Jurandy Valença, dezembro de 2013.
Agradecimentos
Ao atravessar a porta de número 95, adentrei num jardim peculiar. Flores obscenas são cultivadas na carne pelo dedicado chicote de Dom Jaime, dominador sadomasoquista. Elas desabrocham sobre a
pele de suas orgulhosas Escravas. “Para satisfazê-las será preciso nada menos do que as mãos amarradas nas costas e os joelhos afastados, os corpos escancarados, o suor e as lágrimas. ” Neste
Jardim, flores roxas, vermelhas e verdes exalam um odor inebriante que fazem da servidão e da tortura uma pura alegria! Obrigada Dom Jaime, Madelina e Mi pela confiança e pelo tanto que
apreendi! Agradeço a todos que partilharam de forma sensível e vigorosa para a existência deste trabalho.
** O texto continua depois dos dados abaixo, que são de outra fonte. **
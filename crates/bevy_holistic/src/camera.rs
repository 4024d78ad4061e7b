use std::f32::consts::PI;

use bevy::log;
use bevy::prelude::*;

use crate::tracking::HolisticRig;

const HEAD_SLOT: &str = "head_center";

/// A camera that can ride along with a rig's head.
#[derive(Debug, Component)]
pub struct FirstPersonCamera {
    pub enabled: bool,
    /// Entity carrying the [`HolisticRig`].
    pub rig: Entity,
    pub home: Transform,
    head: Option<Entity>,
}

impl FirstPersonCamera {
    pub fn new(rig: Entity, home: Transform) -> Self {
        Self {
            enabled: false,
            rig,
            home,
            head: None,
        }
    }
}

pub fn toggle_first_person(
    keys: Res<ButtonInput<KeyCode>>,
    mut cameras: Query<(&mut FirstPersonCamera, &mut Transform)>,
) {
    if !keys.just_pressed(KeyCode::KeyV) {
        return;
    }

    for (mut camera, mut transform) in &mut cameras {
        camera.enabled = !camera.enabled;
        if !camera.enabled {
            *transform = camera.home;
        }
        log::info!("first person camera {}", if camera.enabled { "on" } else { "off" });
    }
}

pub fn follow_head(
    rigs: Query<&HolisticRig>,
    names: Query<&Name>,
    children: Query<&Children>,
    joints: Query<&Transform, Without<FirstPersonCamera>>,
    mut cameras: Query<(&mut FirstPersonCamera, &mut Transform)>,
) {
    for (mut camera, mut transform) in &mut cameras {
        if !camera.enabled {
            continue;
        }
        let Ok(rig) = rigs.get(camera.rig) else {
            continue;
        };

        if camera.head.is_none() {
            camera.head = children.get(rig.pose).ok()
                .and_then(|c| c.iter().copied()
                    .find(|e| names.get(*e).is_ok_and(|n| n.as_str() == HEAD_SLOT)));
        }
        let Some(head) = camera.head else {
            continue;
        };

        let (Ok(root), Ok(head)) = (joints.get(rig.pose), joints.get(head)) else {
            camera.head = None;
            continue;
        };

        // The head faces +Z, cameras look down -Z.
        transform.translation = root.transform_point(head.translation);
        transform.rotation = root.rotation * head.rotation * Quat::from_rotation_y(PI);
    }
}
use crate::landmark::LandmarkFrame;

/// Converts a frame from the tracker's y-down convention to the rig's y-up
/// convention. Apply once per frame.
pub fn normalize(frame: &mut LandmarkFrame) {
    for landmark in frame.landmarks_mut() {
        landmark.position.y = -landmark.position.y;
    }
}

#[cfg(test)]
mod tests {
    use glam::Vec3;

    use crate::landmark::Stream;

    use super::*;

    #[test]
    fn test_flips_only_vertical() {
        let original = LandmarkFrame::from_positions(
            Stream::LeftHand,
            (0..21).map(|i| Vec3::new(i as f32, 1.0 + i as f32, -(i as f32))),
        ).unwrap();

        let mut frame = original.clone();
        normalize(&mut frame);
        for (a, b) in frame.landmarks().iter().zip(original.landmarks()) {
            assert_eq!(a.position.x, b.position.x);
            assert_eq!(a.position.y, -b.position.y);
            assert_eq!(a.position.z, b.position.z);
        }

        normalize(&mut frame);
        assert_eq!(frame, original);
    }
}
//! Landmark retargeting for humanoid rigs.
//!
//! Feed one [`TrackingInput`] per animation tick into a [`RetargetEngine`];
//! the engine writes joint positions, rotations and the model scale through
//! the host's [`RigTarget`].

pub mod cache;
pub mod calibrate;
pub mod config;
pub mod engine;
pub mod error;
pub mod geometry;
pub mod interpolate;
pub mod joints;
pub mod landmark;
pub mod normalize;
pub mod reference;
pub mod rig;
pub mod solver;

pub use config::{RetargetConfig, ScaleMode};
pub use engine::{RetargetEngine, TickOutcome, TrackingInput};
pub use error::{ConfigError, FrameError, RigError};
pub use landmark::{Hand, Landmark, LandmarkFrame, Stream};
pub use reference::ReferencePoints;
pub use rig::{RigGroup, RigTarget};
use anyhow::Result;
use rusqlite::Connection;

use crate::model::{ContentEmbedding, EmbeddingType};
use crate::store;

/// Slack subtracted from the similarity floor so borderline entries are not
/// excluded by floating-point noise.
pub const SIMILARITY_EPS: f64 = 1e-6;

/// Cosine similarity of two equal-length vectors (1 equal ... 0 unrelated
/// ... -1 opposite). Vectors are assumed pre-normalized, so this is a plain
/// dot product. Mismatched lengths are a programming error.
pub fn cosine_similarity(a: &[f32], b: &[f32]) -> f64 {
    if a.len() != b.len() {
        panic!(
            "dot product requires equal-length vectors: {} vs {}",
            a.len(),
            b.len()
        );
    }
    a.iter()
        .zip(b.iter())
        .map(|(x, y)| f64::from(*x) * f64::from(*y))
        .sum()
}

/// One candidate chunk with its similarity to the query set.
#[derive(Clone, Debug, PartialEq)]
pub struct RankedEntry {
    pub content_id: String,
    pub item_id: String,
    pub token_count: u32,
    pub similarity: f64,
}

/// Ranked candidates, deduplicated by content ID with one similarity each.
#[derive(Clone, Debug, Default, PartialEq)]
pub struct Ranked {
    pub entries: Vec<RankedEntry>,
}

impl Ranked {
    pub fn len(&self) -> usize {
        self.entries.len()
    }

    pub fn is_empty(&self) -> bool {
        self.entries.is_empty()
    }

    fn find(&self, content_id: &str) -> Option<usize> {
        self.entries.iter().position(|e| e.content_id == content_id)
    }

    pub fn similarity_of(&self, content_id: &str) -> Option<f64> {
        self.find(content_id).map(|i| self.entries[i].similarity)
    }

    /// Merges another query's results into this one. A chunk appearing under
    /// both queries keeps the lower of the two similarities, never a sum or
    /// an average.
    pub fn append_all(&mut self, more: Ranked) {
        for entry in more.entries {
            match self.find(&entry.content_id) {
                Some(i) => {
                    if entry.similarity < self.entries[i].similarity {
                        self.entries[i].similarity = entry.similarity;
                    }
                }
                None => self.entries.push(entry),
            }
        }
    }

    /// Sorts by similarity descending, caps at `max_count`, then trims
    /// trailing entries below the similarity floor (minus epsilon).
    pub fn select_top(mut self, max_count: usize, min_similarity: f64) -> Ranked {
        self.entries.sort_by(|a, b| {
            b.similarity
                .partial_cmp(&a.similarity)
                .unwrap_or(std::cmp::Ordering::Equal)
        });
        self.entries.truncate(max_count);

        let floor = min_similarity - SIMILARITY_EPS;
        while self
            .entries
            .last()
            .is_some_and(|e| e.similarity < floor)
        {
            self.entries.pop();
        }
        self
    }
}

/// Read-only snapshot of one account's current-type embeddings, loaded fresh
/// per processing attempt and never shared across invocations.
pub struct VectorIndex {
    pub account_id: String,
    pub embedding_type: EmbeddingType,
    entries: Vec<ContentEmbedding>,
}

impl VectorIndex {
    pub fn load(conn: &Connection, account_id: &str) -> Result<VectorIndex> {
        let entries =
            store::list_account_embeddings(conn, account_id, EmbeddingType::CURRENT)?;
        Ok(VectorIndex {
            account_id: account_id.to_string(),
            embedding_type: EmbeddingType::CURRENT,
            entries,
        })
    }

    pub fn from_entries(account_id: &str, entries: Vec<ContentEmbedding>) -> VectorIndex {
        VectorIndex {
            account_id: account_id.to_string(),
            embedding_type: EmbeddingType::CURRENT,
            entries,
        }
    }

    pub fn len(&self) -> usize {
        self.entries.len()
    }

    pub fn is_empty(&self) -> bool {
        self.entries.is_empty()
    }

    /// Ranks every candidate against the query vector. An empty index yields
    /// an empty result, not an error.
    pub fn select(&self, query: &[f32], max_count: usize, min_similarity: f64) -> Ranked {
        let mut ranked = Ranked::default();
        for e in &self.entries {
            ranked.entries.push(RankedEntry {
                content_id: e.content_id.clone(),
                item_id: e.item_id.clone(),
                token_count: e.token_count,
                similarity: cosine_similarity(query, &e.vector),
            });
        }
        ranked.select_top(max_count, min_similarity)
    }
}
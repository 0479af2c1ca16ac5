pub mod context;
pub mod embedding;
pub mod jobs;
pub mod live;
pub mod llm;
pub mod model;
pub mod prompt;
pub mod rollforward;
pub mod store;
A Marcia Castro pelo amor solar, estrutura da minha alma; a Marcio Harum que me apresentou ao Instituto Hilda Hilst; a Jurandy Valença pela energia criativa que move paisagens e passagens; a Olga
Bilenky que me acolheu na Casa do Sol e em seu coração; a Daniel Fuentes, presidente do Instituto Hilda Hlist, pelo apoio; a Adriane Pianowski pelo pueril brilho nos olhos e sua casa usina de energia;
a Marta Abdala que primorosamente modelou o figurino com delicadas mãos que nunca esquecerei; a Diego Ciarlariello que fotografou o ensaio numa espécie de bailado; a Mirs Monstrengo por
partilhar a sua arte; a David Schumaker pela devota dedicação; a Branca de Oliveira que me ofereceu seu Atelier e seu conhecimento para realizar as gravuras em metal; a Serginho e Lu que chegaram
de surpresa e com a suavidade de quem sabe, ajudando no processo. Obrigada a Dri Hitomi, amiga que sempre me salva; a Gabriela Greeb pela conversa na figueira, a Chico Fransé que ofereceu da sua
casa-templo objetos que me apetecessem, a Henrique Lukas pela admiração e o desejo de ajudar, a Samantha Moreira pela realização desta exposição no Ateliê Aberto, e à Bolsa Funarte que possibilitou esta experiência. E um agradecimento especial à Figueira da Casa do Sol e a Hilda Hilst.
Esta obra foi selecionada pelo Edital Bolsa Funarte de Estímulo à
Produção em Artes Visuais 2012.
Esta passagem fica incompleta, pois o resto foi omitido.